The advent of medicare in 1968 ushered in the fifth generation of nurses. Bureaucratization, unionisation, rationalisation of institutional work and the women’s movement became major factors that created tensions for these nurses. As the vocal women’s movement asserted that women’s work was devalued, unions recognized that this large group of workers could, if they chose, immobilize a hospital.Vulnerability to lay-offs has pushed many nurses to a more militant stance. Are nurses cherished carers of the sick and dying or are they a commodity to be manipulated within what has become an industry? Will increasing technology in health care assist the nurse to return to the bedside or drive the nurse away? These are some of the questions that lie ahead for the next generation of nurses.
McPherson does not speculate about the future and of course the history is not finished. There are many sub-histories to be written. The stories of men in nursing, psychiatric nurses, ethnic nurses and religious women in nursing all remain to be told. A more thorough examination of the role of Ukrainian women would be of interest to Manitobans. She has however provided a framework to examine nursing and has identified areas for further research.

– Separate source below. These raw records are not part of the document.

//! Mock lifecycle management
//!
//! `stub` tasks replace a collaborator class with a [`FakeService`] whose
//! methods replay scripted replies. Replacements are owned by the context
//! that installed them through a [`StubGuard`]; [`reset_mocks`] and
//! [`restore_services`] run after every case so no fake outlives it.

mod fake;
mod guard;
mod manager;
mod registry;
mod service;

pub use fake::{FakeMethod, FakeService, ScriptedReply};
pub use guard::StubGuard;
pub use manager::{InstalledStub, MockManager, MockTable, StubTable, reset_mocks, restore_services};
pub use registry::{ServiceRegistry, SlotKey, module_id};
pub use service::{MethodTable, Service};

use thiserror::Error;

use crate::ports::LoadError;

/// Errors raised while installing stubs.
#[derive(Debug, Clone, PartialEq, Eq, Error)]
pub enum MockError {
    /// The class is not registered under the module path.
    #[error("class {class} not found in module {module}")]
    UnknownClass {
        /// Module path.
        module: String,
        /// Class name.
        class: String,
    },

    /// Another context holds the class's slot.
    #[error("service {class} is already stubbed by another test case")]
    SlotBusy {
        /// Class name.
        class: String,
    },

    /// A reply value has the wrong shape.
    #[error("invalid reply for {class}.{method}: {message}")]
    InvalidReply {
        /// Class name.
        class: String,
        /// Method name.
        method: String,
        /// What was wrong.
        message: String,
    },

    /// A reply file could not be loaded.
    #[error(transparent)]
    Load(#[from] LoadError),
}
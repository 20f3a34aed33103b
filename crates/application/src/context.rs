//! Per-case context
//!
//! Each test case owns one [`Context`], seeded from a clone of the caller's
//! seed (stored under `config`). Setup tasks add one entry per `contextKey`;
//! `stub` tasks add fakes to `mocks` and guards to `stubs`. The context is
//! discarded when the case is done.

use std::collections::BTreeSet;

use serde_json::{Map, Value};
use tapestry_domain::SeedContext;
use tracing::warn;
use uuid::Uuid;

use crate::mock::{FakeMethod, InstalledStub, MockTable, StubTable, reset_mocks, restore_services};

/// Key holding the seed object.
pub const CONFIG_KEY: &str = "config";

/// Mutable per-case data bag.
#[derive(Debug)]
pub struct Context {
    id: Uuid,
    values: Map<String, Value>,
    mocks: MockTable,
    stubs: StubTable,
}

impl Context {
    /// Creates a context whose `config` is a copy of `seed`.
    #[must_use]
    pub fn from_seed(seed: &SeedContext) -> Self {
        let mut values = Map::new();
        values.insert(CONFIG_KEY.to_string(), seed.to_config());
        Self {
            id: Uuid::now_v7(),
            values,
            mocks: MockTable::new(),
            stubs: StubTable::new(),
        }
    }

    /// Identity used as the owner of installed stubs.
    #[must_use]
    pub const fn id(&self) -> Uuid {
        self.id
    }

    /// The seed object.
    #[must_use]
    pub fn config(&self) -> &Value {
        self.values.get(CONFIG_KEY).unwrap_or(&Value::Null)
    }

    /// A stored entry.
    #[must_use]
    pub fn get(&self, key: &str) -> Option<&Value> {
        self.values.get(key)
    }

    /// Stores an entry, returning the previous value.
    pub fn insert(&mut self, key: impl Into<String>, value: Value) -> Option<Value> {
        self.values.insert(key.into(), value)
    }

    /// Every stored entry, `config` included.
    #[must_use]
    pub const fn values(&self) -> &Map<String, Value> {
        &self.values
    }

    /// Fakes of installed classes.
    #[must_use]
    pub const fn mocks(&self) -> &MockTable {
        &self.mocks
    }

    /// Installed replacements.
    #[must_use]
    pub const fn stubs(&self) -> &StubTable {
        &self.stubs
    }

    /// One fake method.
    #[must_use]
    pub fn fake(&self, class: &str, method: &str) -> Option<&FakeMethod> {
        self.mocks.get(class)?.get(method)
    }

    /// Whether a class has been replaced in this context.
    #[must_use]
    pub fn has_stub(&self, class: &str) -> bool {
        self.stubs.contains_key(class)
    }

    /// Records an installed stub under `mocks` and `stubs`.
    pub fn record_stub(&mut self, installed: InstalledStub) {
        let InstalledStub {
            class_name,
            fakes,
            guard,
        } = installed;
        if self.stubs.contains_key(&class_name) {
            warn!(class = %class_name, "class stubbed twice in one context; keeping the first");
            return;
        }
        self.mocks.insert(class_name.clone(), fakes);
        self.stubs.insert(class_name, guard);
    }

    /// Resets every fake and restores every replaced class.
    pub fn release_mocks(&mut self) {
        reset_mocks(&self.mocks);
        restore_services(&mut self.stubs);
    }

    /// Read-only view handed to concurrently running tasks.
    #[must_use]
    pub fn snapshot(&self) -> ContextSnapshot {
        ContextSnapshot {
            owner: self.id,
            scope: Value::Object(self.values.clone()),
            stubbed: self.stubs.keys().cloned().collect(),
        }
    }
}

/// The context as it was when a phase started.
#[derive(Debug, Clone, PartialEq)]
pub struct ContextSnapshot {
    owner: Uuid,
    scope: Value,
    stubbed: BTreeSet<String>,
}

impl ContextSnapshot {
    /// Owner identity of the context.
    #[must_use]
    pub const fn owner(&self) -> Uuid {
        self.owner
    }

    /// Template scope: every stored entry as one object.
    #[must_use]
    pub const fn scope(&self) -> &Value {
        &self.scope
    }

    /// The seed object.
    #[must_use]
    pub fn config(&self) -> &Value {
        self.scope.get(CONFIG_KEY).unwrap_or(&Value::Null)
    }

    /// Whether a class was already replaced when the phase started.
    #[must_use]
    pub fn has_stub(&self, class: &str) -> bool {
        self.stubbed.contains(class)
    }
}

#[cfg(test)]
mod tests {
    use super::*;
    use pretty_assertions::assert_eq;
    use serde_json::json;

    #[test]
    fn test_seed_is_copied_into_config() {
        let seed = SeedContext::unit().with_value("host", json!("localhost"));
        let mut context = Context::from_seed(&seed);

        assert_eq!(context.config()["host"], json!("localhost"));
        assert_eq!(context.config()["useMocks"], json!(true));

        context.insert("seed", json!({"a": 1}));
        let snapshot = context.snapshot();
        assert_eq!(snapshot.scope()["seed"]["a"], json!(1));
        assert_eq!(snapshot.config()["host"], json!("localhost"));
        assert_eq!(snapshot.owner(), context.id());
    }

    #[test]
    fn test_contexts_do_not_share_state() {
        let seed = SeedContext::default();
        let mut first = Context::from_seed(&seed);
        let second = Context::from_seed(&seed);

        first.insert("x", json!(1));
        assert!(second.get("x").is_none());
        assert_ne!(first.id(), second.id());
    }
}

McPherson concludes that the three traditional ways of analysing nursing are inadequate. The inclusion of race and class as factors in nursing history allow for a more complete account. Drawing from a wide variety of sources she has produced a book rich in detail but extremely readable. Any nurse reading it will identify with the particular characteristics of their own training or work era. There are times when the degree of detail may overwhelm the reader, but the author’s easy style and the chapter summaries make it possible to select or omit sections without losing the theme. Writers or researchers interested in one particular era will be grateful for the thorough research already undertaken. This book is a must for any nurse interested in the story of nursing or for researchers interested in women’s issues or social movements.